(Collected data entries)

•••••

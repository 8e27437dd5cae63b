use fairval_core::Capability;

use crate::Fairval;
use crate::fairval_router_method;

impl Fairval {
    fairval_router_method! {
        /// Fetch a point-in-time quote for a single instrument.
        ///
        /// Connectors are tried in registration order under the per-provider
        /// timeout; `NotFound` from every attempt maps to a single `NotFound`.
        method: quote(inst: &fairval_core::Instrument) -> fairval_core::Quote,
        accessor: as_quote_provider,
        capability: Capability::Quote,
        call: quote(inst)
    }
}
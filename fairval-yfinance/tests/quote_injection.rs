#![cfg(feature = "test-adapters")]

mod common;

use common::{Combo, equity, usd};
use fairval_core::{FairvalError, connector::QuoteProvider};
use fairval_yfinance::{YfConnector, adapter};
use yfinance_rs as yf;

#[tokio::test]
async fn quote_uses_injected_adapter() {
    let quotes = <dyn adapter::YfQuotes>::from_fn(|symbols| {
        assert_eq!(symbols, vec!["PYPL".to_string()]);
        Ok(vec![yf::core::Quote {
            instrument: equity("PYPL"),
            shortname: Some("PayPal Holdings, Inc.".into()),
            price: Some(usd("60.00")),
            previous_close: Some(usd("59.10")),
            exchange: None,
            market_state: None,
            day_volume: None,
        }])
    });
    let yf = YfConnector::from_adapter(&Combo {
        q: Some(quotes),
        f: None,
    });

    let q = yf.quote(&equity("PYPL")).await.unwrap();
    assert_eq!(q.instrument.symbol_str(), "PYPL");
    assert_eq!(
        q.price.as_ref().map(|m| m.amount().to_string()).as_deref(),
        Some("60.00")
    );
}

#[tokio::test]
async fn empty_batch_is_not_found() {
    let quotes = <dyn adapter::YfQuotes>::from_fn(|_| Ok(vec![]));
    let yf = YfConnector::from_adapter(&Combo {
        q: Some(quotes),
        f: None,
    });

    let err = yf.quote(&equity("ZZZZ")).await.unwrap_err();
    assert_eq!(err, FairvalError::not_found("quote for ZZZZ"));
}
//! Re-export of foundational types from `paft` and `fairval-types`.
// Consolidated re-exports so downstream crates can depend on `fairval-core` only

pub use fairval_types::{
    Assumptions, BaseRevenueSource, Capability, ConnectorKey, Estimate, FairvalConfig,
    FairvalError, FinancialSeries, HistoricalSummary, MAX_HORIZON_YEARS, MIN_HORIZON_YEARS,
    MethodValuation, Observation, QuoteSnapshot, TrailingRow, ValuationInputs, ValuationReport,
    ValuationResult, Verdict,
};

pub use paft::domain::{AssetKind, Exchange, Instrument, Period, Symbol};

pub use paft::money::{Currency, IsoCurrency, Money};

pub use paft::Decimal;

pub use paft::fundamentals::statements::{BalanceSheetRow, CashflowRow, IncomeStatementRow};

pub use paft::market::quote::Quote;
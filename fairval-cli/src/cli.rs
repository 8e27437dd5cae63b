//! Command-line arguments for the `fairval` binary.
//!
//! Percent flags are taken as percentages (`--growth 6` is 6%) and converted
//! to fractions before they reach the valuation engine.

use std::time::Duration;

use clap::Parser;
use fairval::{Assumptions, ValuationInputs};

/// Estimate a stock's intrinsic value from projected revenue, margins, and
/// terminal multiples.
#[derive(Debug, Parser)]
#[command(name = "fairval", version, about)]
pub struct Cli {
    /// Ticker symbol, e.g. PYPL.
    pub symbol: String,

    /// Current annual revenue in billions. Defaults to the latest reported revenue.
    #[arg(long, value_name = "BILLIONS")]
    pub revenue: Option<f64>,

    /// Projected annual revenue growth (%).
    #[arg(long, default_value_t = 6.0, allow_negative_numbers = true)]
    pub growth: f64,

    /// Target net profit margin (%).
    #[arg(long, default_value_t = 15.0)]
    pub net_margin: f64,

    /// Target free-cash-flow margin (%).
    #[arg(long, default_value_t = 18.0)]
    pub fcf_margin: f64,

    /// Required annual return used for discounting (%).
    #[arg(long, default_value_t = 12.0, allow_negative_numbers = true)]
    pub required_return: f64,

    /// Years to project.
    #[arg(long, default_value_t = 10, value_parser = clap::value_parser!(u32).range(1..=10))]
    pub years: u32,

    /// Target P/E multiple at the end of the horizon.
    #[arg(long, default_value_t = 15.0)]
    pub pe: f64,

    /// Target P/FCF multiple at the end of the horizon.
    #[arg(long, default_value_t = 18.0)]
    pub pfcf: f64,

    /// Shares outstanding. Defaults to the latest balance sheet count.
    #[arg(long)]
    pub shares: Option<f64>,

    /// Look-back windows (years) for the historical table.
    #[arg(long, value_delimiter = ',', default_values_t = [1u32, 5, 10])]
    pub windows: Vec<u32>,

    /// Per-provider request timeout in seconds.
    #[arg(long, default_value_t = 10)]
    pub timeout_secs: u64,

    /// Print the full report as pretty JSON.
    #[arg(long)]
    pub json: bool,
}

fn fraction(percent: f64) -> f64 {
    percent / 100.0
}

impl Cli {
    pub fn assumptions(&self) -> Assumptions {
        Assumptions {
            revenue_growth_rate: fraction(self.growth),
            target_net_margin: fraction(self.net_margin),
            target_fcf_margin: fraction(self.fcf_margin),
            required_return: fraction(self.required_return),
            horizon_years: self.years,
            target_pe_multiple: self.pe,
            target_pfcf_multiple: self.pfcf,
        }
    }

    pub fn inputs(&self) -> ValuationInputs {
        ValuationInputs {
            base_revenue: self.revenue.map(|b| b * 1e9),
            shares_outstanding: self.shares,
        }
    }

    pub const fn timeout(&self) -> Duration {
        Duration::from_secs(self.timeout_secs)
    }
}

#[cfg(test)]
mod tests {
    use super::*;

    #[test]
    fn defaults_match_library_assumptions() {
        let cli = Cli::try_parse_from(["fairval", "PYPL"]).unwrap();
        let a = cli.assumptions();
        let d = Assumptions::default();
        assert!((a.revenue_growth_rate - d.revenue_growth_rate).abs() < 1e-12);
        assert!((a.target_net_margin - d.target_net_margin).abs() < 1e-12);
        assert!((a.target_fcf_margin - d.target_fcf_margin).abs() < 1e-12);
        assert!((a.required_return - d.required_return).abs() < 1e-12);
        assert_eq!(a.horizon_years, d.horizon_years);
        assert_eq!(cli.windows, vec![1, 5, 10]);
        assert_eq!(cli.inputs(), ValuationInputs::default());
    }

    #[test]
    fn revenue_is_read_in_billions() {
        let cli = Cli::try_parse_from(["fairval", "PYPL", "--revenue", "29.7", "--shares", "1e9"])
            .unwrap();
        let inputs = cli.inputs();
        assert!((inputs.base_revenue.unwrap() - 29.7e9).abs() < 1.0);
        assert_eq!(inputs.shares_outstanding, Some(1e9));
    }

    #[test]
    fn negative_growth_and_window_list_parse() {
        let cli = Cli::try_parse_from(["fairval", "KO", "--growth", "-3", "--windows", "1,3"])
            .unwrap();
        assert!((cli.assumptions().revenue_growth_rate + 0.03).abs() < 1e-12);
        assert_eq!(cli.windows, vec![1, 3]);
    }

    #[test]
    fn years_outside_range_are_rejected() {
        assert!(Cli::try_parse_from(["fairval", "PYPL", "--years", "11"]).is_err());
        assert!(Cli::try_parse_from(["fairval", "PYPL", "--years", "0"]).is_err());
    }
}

•••••

→ Brief: All of the data is to be written out again, word for word.

→ Answer section:
repository 8e27437dd5cae63b
use fairval_core::Capability;

use crate::Fairval;
use crate::fairval_router_method;

impl Fairval {
    fairval_router_method! {
        /// Fetch a point-in-time quote for a single instrument.
        ///
        /// Connectors are tried in registration order under the per-provider
        /// timeout; `NotFound` from every attempt maps to a single `NotFound`.
        method: quote(inst: &fairval_core::Instrument) -> fairval_core::Quote,
        accessor: as_quote_provider,
        capability: Capability::Quote,
        call: quote(inst)
    }
}
filename fairval-yfinance/tests/quote_injection.rs
#![cfg(feature = "test-adapters")]

mod common;

use common::{Combo, equity, usd};
use fairval_core::{FairvalError, connector::QuoteProvider};
use fairval_yfinance::{YfConnector, adapter};
use yfinance_rs as yf;

#[tokio::test]
async fn quote_uses_injected_adapter() {
    let quotes = <dyn adapter::YfQuotes>::from_fn(|symbols| {
        assert_eq!(symbols, vec!["PYPL".to_string()]);
        Ok(vec![yf::core::Quote {
            instrument: equity("PYPL"),
            shortname: Some("PayPal Holdings, Inc.".into()),
            price: Some(usd("60.00")),
            previous_close: Some(usd("59.10")),
            exchange: None,
            market_state: None,
            day_volume: None,
        }])
    });
    let yf = YfConnector::from_adapter(&Combo {
        q: Some(quotes),
        f: None,
    });

    let q = yf.quote(&equity("PYPL")).await.unwrap();
    assert_eq!(q.instrument.symbol_str(), "PYPL");
    assert_eq!(
        q.price.as_ref().map(|m| m.amount().to_string()).as_deref(),
        Some("60.00")
    );
}

#[tokio::test]
async fn empty_batch_is_not_found() {
    let quotes = <dyn adapter::YfQuotes>::from_fn(|_| Ok(vec![]));
    let yf = YfConnector::from_adapter(&Combo {
        q: Some(quotes),
        f: None,
    });

    let err = yf.quote(&equity("ZZZZ")).await.unwrap_err();
    assert_eq!(err, FairvalError::not_found("quote for ZZZZ"));
}
//! Re-export of foundational types from `paft` and `fairval-types`.
// Consolidated re-exports so downstream crates can depend on `fairval-core` only

pub use fairval_types::{
    Assumptions, BaseRevenueSource, Capability, ConnectorKey, Estimate, FairvalConfig,
    FairvalError, FinancialSeries, HistoricalSummary, MAX_HORIZON_YEARS, MIN_HORIZON_YEARS,
    MethodValuation, Observation, QuoteSnapshot, TrailingRow, ValuationInputs, ValuationReport,
    ValuationResult, Verdict,
};

pub use paft::domain::{AssetKind, Exchange, Instrument, Period, Symbol};

pub use paft::money::{Currency, IsoCurrency, Money};

pub use paft::Decimal;

pub use paft::fundamentals::statements::{BalanceSheetRow, CashflowRow, IncomeStatementRow};

pub use paft::market::quote::Quote;
filename fairval-cli/src/cli.rs
repository 8e27437dd5cae63b
//! Command-line arguments for the `fairval` binary.
//!
//! Percent flags are taken as percentages (`--growth 6` is 6%) and converted
//! to fractions before they reach the valuation engine.

use std::time::Duration;

use clap::Parser;
use fairval::{Assumptions, ValuationInputs};

/// Estimate a stock's intrinsic value from projected revenue, margins, and
/// terminal multiples.
#[derive(Debug, Parser)]
#[command(name = "fairval", version, about)]
pub struct Cli {
    /// Ticker symbol, e.g. PYPL.
    pub symbol: String,

    /// Current annual revenue in billions. Defaults to the latest reported revenue.
    #[arg(long, value_name = "BILLIONS")]
    pub revenue: Option<f64>,

    /// Projected annual revenue growth (%).
    #[arg(long, default_value_t = 6.0, allow_negative_numbers = true)]
    pub growth: f64,

    /// Target net profit margin (%).
    #[arg(long, default_value_t = 15.0)]
    pub net_margin: f64,

    /// Target free-cash-flow margin (%).
    #[arg(long, default_value_t = 18.0)]
    pub fcf_margin: f64,

    /// Required annual return used for discounting (%).
    #[arg(long, default_value_t = 12.0, allow_negative_numbers = true)]
    pub required_return: f64,

    /// Years to project.
    #[arg(long, default_value_t = 10, value_parser = clap::value_parser!(u32).range(1..=10))]
    pub years: u32,

    /// Target P/E multiple at the end of the horizon.
    #[arg(long, default_value_t = 15.0)]
    pub pe: f64,

    /// Target P/FCF multiple at the end of the horizon.
    #[arg(long, default_value_t = 18.0)]
    pub pfcf: f64,

    /// Shares outstanding. Defaults to the latest balance sheet count.
    #[arg(long)]
    pub shares: Option<f64>,

    /// Look-back windows (years) for the historical table.
    #[arg(long, value_delimiter = ',', default_values_t = [1u32, 5, 10])]
    pub windows: Vec<u32>,

    /// Per-provider request timeout in seconds.
    #[arg(long, default_value_t = 10)]
    pub timeout_secs: u64,

    /// Print the full report as pretty JSON.
    #[arg(long)]
    pub json: bool,
}

fn fraction(percent: f64) -> f64 {
    percent / 100.0
}

impl Cli {
    pub fn assumptions(&self) -> Assumptions {
        Assumptions {
            revenue_growth_rate: fraction(self.growth),
            target_net_margin: fraction(self.net_margin),
            target_fcf_margin: fraction(self.fcf_margin),
            required_return: fraction(self.required_return),
            horizon_years: self.years,
            target_pe_multiple: self.pe,
            target_pfcf_multiple: self.pfcf,
        }
    }

    pub fn inputs(&self) -> ValuationInputs {
        ValuationInputs {
            base_revenue: self.revenue.map(|b| b * 1e9),
            shares_outstanding: self.shares,
        }
    }

    pub const fn timeout(&self) -> Duration {
        Duration::from_secs(self.timeout_secs)
    }
}

#[cfg(test)]
mod tests {
    use super::*;

    #[test]
    fn defaults_match_library_assumptions() {
        let cli = Cli::try_parse_from(["fairval", "PYPL"]).unwrap();
        let a = cli.assumptions();
        let d = Assumptions::default();
        assert!((a.revenue_growth_rate - d.revenue_growth_rate).abs() < 1e-12);
        assert!((a.target_net_margin - d.target_net_margin).abs() < 1e-12);
        assert!((a.target_fcf_margin - d.target_fcf_margin).abs() < 1e-12);
        assert!((a.required_return - d.required_return).abs() < 1e-12);
        assert_eq!(a.horizon_years, d.horizon_years);
        assert_eq!(cli.windows, vec![1, 5, 10]);
        assert_eq!(cli.inputs(), ValuationInputs::default());
    }

    #[test]
    fn revenue_is_read_in_billions() {
        let cli = Cli::try_parse_from(["fairval", "PYPL", "--revenue", "29.7", "--shares", "1e9"])
            .unwrap();
        let inputs = cli.inputs();
        assert!((inputs.base_revenue.unwrap() - 29.7e9).abs() < 1.0);
        assert_eq!(inputs.shares_outstanding, Some(1e9));
    }

    #[test]
    fn negative_growth_and_window_list_parse() {
        let cli = Cli::try_parse_from(["fairval", "KO", "--growth", "-3", "--windows", "1,3"])
            .unwrap();
        assert!((cli.assumptions().revenue_growth_rate + 0.03).abs() < 1e-12);
        assert_eq!(cli.windows, vec![1, 3]);
    }

    #[test]
    fn years_outside_range_are_rejected() {
        assert!(Cli::try_parse_from(["fairval", "PYPL", "--years", "11"]).is_err());
        assert!(Cli::try_parse_from(["fairval", "PYPL", "--years", "0"]).is_err());
    }
}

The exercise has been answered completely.